ACTIVITY: The data below has to be returned exactly, down to the last character.

(Stored data entries)
______________________________

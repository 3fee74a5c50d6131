//! Dispatch: feed a batch of raw findings through the registry and run each
//! resolved workflow.
//!
//! Findings are processed one at a time, in order. Nothing that goes wrong
//! with one finding stops the next one, and the response is always the same
//! fixed success document.

use crate::error::{EventError, FindingError, ReflexError};
use crate::finding::{self, Finding};
use crate::registry::HandlerRegistry;
use crate::workflow::{Outcome, SkipReason, WorkflowContext, WorkflowReport};
use serde::{Deserialize, Serialize};
use serde_json::Value;

/// JSON pointer to the findings list inside the event envelope.
pub const FINDINGS_POINTER: &str = "/detail/service/additionalInfo/findings";

/// Fixed body returned for every batch.
pub const COMPLETION_BODY: &str = "Processing complete.";

/// Raw finding records unwrapped from an incoming event.
#[derive(Debug, Clone, Default, PartialEq)]
pub struct FindingBatch {
    pub records: Vec<Value>,
}

impl FindingBatch {
    pub fn new(records: Vec<Value>) -> Self {
        Self { records }
    }

    /// Unwrap the findings list from an event envelope.
    pub fn from_event(event: &Value) -> Result<Self, EventError> {
        let records = event
            .pointer(FINDINGS_POINTER)
            .and_then(Value::as_array)
            .ok_or(EventError::MissingFindings {
                path: FINDINGS_POINTER,
            })?;
        Ok(Self::new(records.clone()))
    }

    /// Parse a raw event document and unwrap its findings.
    pub fn parse(raw: &str) -> Result<Self, ReflexError> {
        let event: Value = serde_json::from_str(raw)?;
        Ok(Self::from_event(&event)?)
    }

    pub fn len(&self) -> usize {
        self.records.len()
    }

    pub fn is_empty(&self) -> bool {
        self.records.is_empty()
    }
}

/// The fixed response shape returned to the event source.
#[derive(Debug, Clone, PartialEq, Eq, Serialize, Deserialize)]
#[serde(rename_all = "camelCase")]
pub struct DispatchResponse {
    pub status_code: u16,
    pub body: String,
}

impl DispatchResponse {
    pub fn complete() -> Self {
        Self {
            status_code: 200,
            body: COMPLETION_BODY.to_string(),
        }
    }
}

/// Per-batch tallies, for logs and tests only.
#[derive(Debug, Clone, Default, PartialEq, Eq, Serialize)]
pub struct DispatchSummary {
    pub received: usize,
    pub parse_failures: usize,
    pub unhandled: usize,
    pub construction_failures: usize,
    pub completed: usize,
    pub skipped_lock_held: usize,
    pub skipped_lock_check_failed: usize,
    pub manual_intervention: usize,
    pub failed: usize,
}

impl DispatchSummary {
    fn record(&mut self, report: &WorkflowReport) {
        match &report.outcome {
            Outcome::Completed { .. } => self.completed += 1,
            Outcome::Skipped {
                reason: SkipReason::LockHeld,
            } => self.skipped_lock_held += 1,
            Outcome::Skipped {
                reason: SkipReason::LockCheckFailed { .. },
            } => self.skipped_lock_check_failed += 1,
            Outcome::ManualIntervention { .. } => self.manual_intervention += 1,
            Outcome::Failed { .. } => self.failed += 1,
        }
    }
}

/// Runs batches of findings against a registry.
pub struct Dispatcher {
    registry: HandlerRegistry,
    context: WorkflowContext,
}

impl Dispatcher {
    pub fn new(registry: HandlerRegistry, context: WorkflowContext) -> Self {
        Self { registry, context }
    }

    pub fn registry(&self) -> &HandlerRegistry {
        &self.registry
    }

    /// Process every finding and return the fixed completion response.
    pub async fn dispatch(&self, batch: &FindingBatch) -> DispatchResponse {
        self.dispatch_with_summary(batch).await.0
    }

    /// Process every finding, also returning the per-batch tallies.
    pub async fn dispatch_with_summary(
        &self,
        batch: &FindingBatch,
    ) -> (DispatchResponse, DispatchSummary) {
        let mut summary = DispatchSummary {
            received: batch.len(),
            ..Default::default()
        };

        for (index, raw) in batch.records.iter().enumerate() {
            self.dispatch_one(index, raw, &mut summary).await;
        }

        tracing::info!(
            received = summary.received,
            completed = summary.completed,
            skipped_lock_held = summary.skipped_lock_held,
            skipped_lock_check_failed = summary.skipped_lock_check_failed,
            manual_intervention = summary.manual_intervention,
            failed = summary.failed,
            unhandled = summary.unhandled,
            parse_failures = summary.parse_failures,
            construction_failures = summary.construction_failures,
            "Finding batch processed"
        );

        (DispatchResponse::complete(), summary)
    }

    async fn dispatch_one(&self, index: usize, raw: &Value, summary: &mut DispatchSummary) {
        let Some(finding_type) = finding::finding_type(raw) else {
            let error = FindingError::MissingField { field: "Type" };
            tracing::error!(index, error = %error, "Malformed finding, skipping");
            summary.parse_failures += 1;
            return;
        };
        tracing::info!(index, finding_type, "Processing finding");

        let Some(constructor) = self.registry.resolve(finding_type) else {
            tracing::info!(
                index,
                finding_type,
                "No handler configured for this finding type, ignoring"
            );
            summary.unhandled += 1;
            return;
        };

        let finding = match Finding::parse(raw) {
            Ok(finding) => finding,
            Err(e) => {
                tracing::error!(index, finding_type, error = %e, "Malformed finding, skipping");
                summary.parse_failures += 1;
                return;
            }
        };

        let workflow = match constructor(finding.clone(), self.context.clone()).await {
            Ok(workflow) => workflow,
            Err(e) => {
                tracing::error!(
                    index,
                    finding_type,
                    resource_id = %finding.resource_id,
                    error = %e,
                    "Failed to construct workflow"
                );
                summary.construction_failures += 1;
                return;
            }
        };

        tracing::info!(
            index,
            workflow = workflow.name(),
            resource_id = %finding.resource_id,
            "Found handler for finding"
        );

        match workflow.execute().await {
            Ok(report) => {
                tracing::info!(
                    index,
                    workflow = report.workflow,
                    resource_id = %report.resource_id,
                    terminal_state = %report.terminal_state(),
                    duration_ms = report.duration_ms(),
                    "Workflow finished"
                );
                summary.record(&report);
            }
            Err(e) => {
                tracing::error!(
                    index,
                    workflow = workflow.name(),
                    resource_id = %finding.resource_id,
                    error = %e,
                    "Workflow returned an error"
                );
                summary.failed += 1;
            }
        }
    }
}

______________________________

TASK OUTPUT:
repository 3fee74a5c50d6131
//! Dispatch: feed a batch of raw findings through the registry and run each
//! resolved workflow.
//!
//! Findings are processed one at a time, in order. Nothing that goes wrong
//! with one finding stops the next one, and the response is always the same
//! fixed success document.

use crate::error::{EventError, FindingError, ReflexError};
use crate::finding::{self, Finding};
use crate::registry::HandlerRegistry;
use crate::workflow::{Outcome, SkipReason, WorkflowContext, WorkflowReport};
use serde::{Deserialize, Serialize};
use serde_json::Value;

/// JSON pointer to the findings list inside the event envelope.
pub const FINDINGS_POINTER: &str = "/detail/service/additionalInfo/findings";

/// Fixed body returned for every batch.
pub const COMPLETION_BODY: &str = "Processing complete.";

/// Raw finding records unwrapped from an incoming event.
#[derive(Debug, Clone, Default, PartialEq)]
pub struct FindingBatch {
    pub records: Vec<Value>,
}

impl FindingBatch {
    pub fn new(records: Vec<Value>) -> Self {
        Self { records }
    }

    /// Unwrap the findings list from an event envelope.
    pub fn from_event(event: &Value) -> Result<Self, EventError> {
        let records = event
            .pointer(FINDINGS_POINTER)
            .and_then(Value::as_array)
            .ok_or(EventError::MissingFindings {
                path: FINDINGS_POINTER,
            })?;
        Ok(Self::new(records.clone()))
    }

    /// Parse a raw event document and unwrap its findings.
    pub fn parse(raw: &str) -> Result<Self, ReflexError> {
        let event: Value = serde_json::from_str(raw)?;
        Ok(Self::from_event(&event)?)
    }

    pub fn len(&self) -> usize {
        self.records.len()
    }

    pub fn is_empty(&self) -> bool {
        self.records.is_empty()
    }
}

/// The fixed response shape returned to the event source.
#[derive(Debug, Clone, PartialEq, Eq, Serialize, Deserialize)]
#[serde(rename_all = "camelCase")]
pub struct DispatchResponse {
    pub status_code: u16,
    pub body: String,
}

impl DispatchResponse {
    pub fn complete() -> Self {
        Self {
            status_code: 200,
            body: COMPLETION_BODY.to_string(),
        }
    }
}

/// Per-batch tallies, for logs and tests only.
#[derive(Debug, Clone, Default, PartialEq, Eq, Serialize)]
pub struct DispatchSummary {
    pub received: usize,
    pub parse_failures: usize,
    pub unhandled: usize,
    pub construction_failures: usize,
    pub completed: usize,
    pub skipped_lock_held: usize,
    pub skipped_lock_check_failed: usize,
    pub manual_intervention: usize,
    pub failed: usize,
}

impl DispatchSummary {
    fn record(&mut self, report: &WorkflowReport) {
        match &report.outcome {
            Outcome::Completed { .. } => self.completed += 1,
            Outcome::Skipped {
                reason: SkipReason::LockHeld,
            } => self.skipped_lock_held += 1,
            Outcome::Skipped {
                reason: SkipReason::LockCheckFailed { .. },
            } => self.skipped_lock_check_failed += 1,
            Outcome::ManualIntervention { .. } => self.manual_intervention += 1,
            Outcome::Failed { .. } => self.failed += 1,
        }
    }
}

/// Runs batches of findings against a registry.
pub struct Dispatcher {
    registry: HandlerRegistry,
    context: WorkflowContext,
}

impl Dispatcher {
    pub fn new(registry: HandlerRegistry, context: WorkflowContext) -> Self {
        Self { registry, context }
    }

    pub fn registry(&self) -> &HandlerRegistry {
        &self.registry
    }

    /// Process every finding and return the fixed completion response.
    pub async fn dispatch(&self, batch: &FindingBatch) -> DispatchResponse {
        self.dispatch_with_summary(batch).await.0
    }

    /// Process every finding, also returning the per-batch tallies.
    pub async fn dispatch_with_summary(
        &self,
        batch: &FindingBatch,
    ) -> (DispatchResponse, DispatchSummary) {
        let mut summary = DispatchSummary {
            received: batch.len(),
            ..Default::default()
        };

        for (index, raw) in batch.records.iter().enumerate() {
            self.dispatch_one(index, raw, &mut summary).await;
        }

        tracing::info!(
            received = summary.received,
            completed = summary.completed,
            skipped_lock_held = summary.skipped_lock_held,
            skipped_lock_check_failed = summary.skipped_lock_check_failed,
            manual_intervention = summary.manual_intervention,
            failed = summary.failed,
            unhandled = summary.unhandled,
            parse_failures = summary.parse_failures,
            construction_failures = summary.construction_failures,
            "Finding batch processed"
        );

        (DispatchResponse::complete(), summary)
    }

    async fn dispatch_one(&self, index: usize, raw: &Value, summary: &mut DispatchSummary) {
        let Some(finding_type) = finding::finding_type(raw) else {
            let error = FindingError::MissingField { field: "Type" };
            tracing::error!(index, error = %error, "Malformed finding, skipping");
            summary.parse_failures += 1;
            return;
        };
        tracing::info!(index, finding_type, "Processing finding");

        let Some(constructor) = self.registry.resolve(finding_type) else {
            tracing::info!(
                index,
                finding_type,
                "No handler configured for this finding type, ignoring"
            );
            summary.unhandled += 1;
            return;
        };

        let finding = match Finding::parse(raw) {
            Ok(finding) => finding,
            Err(e) => {
                tracing::error!(index, finding_type, error = %e, "Malformed finding, skipping");
                summary.parse_failures += 1;
                return;
            }
        };

        let workflow = match constructor(finding.clone(), self.context.clone()).await {
            Ok(workflow) => workflow,
            Err(e) => {
                tracing::error!(
                    index,
                    finding_type,
                    resource_id = %finding.resource_id,
                    error = %e,
                    "Failed to construct workflow"
                );
                summary.construction_failures += 1;
                return;
            }
        };

        tracing::info!(
            index,
            workflow = workflow.name(),
            resource_id = %finding.resource_id,
            "Found handler for finding"
        );

        match workflow.execute().await {
            Ok(report) => {
                tracing::info!(
                    index,
                    workflow = report.workflow,
                    resource_id = %report.resource_id,
                    terminal_state = %report.terminal_state(),
                    duration_ms = report.duration_ms(),
                    "Workflow finished"
                );
                summary.record(&report);
            }
            Err(e) => {
                tracing::error!(
                    index,
                    workflow = workflow.name(),
                    resource_id = %finding.resource_id,
                    error = %e,
                    "Workflow returned an error"
                );
                summary.failed += 1;
            }
        }
    }
}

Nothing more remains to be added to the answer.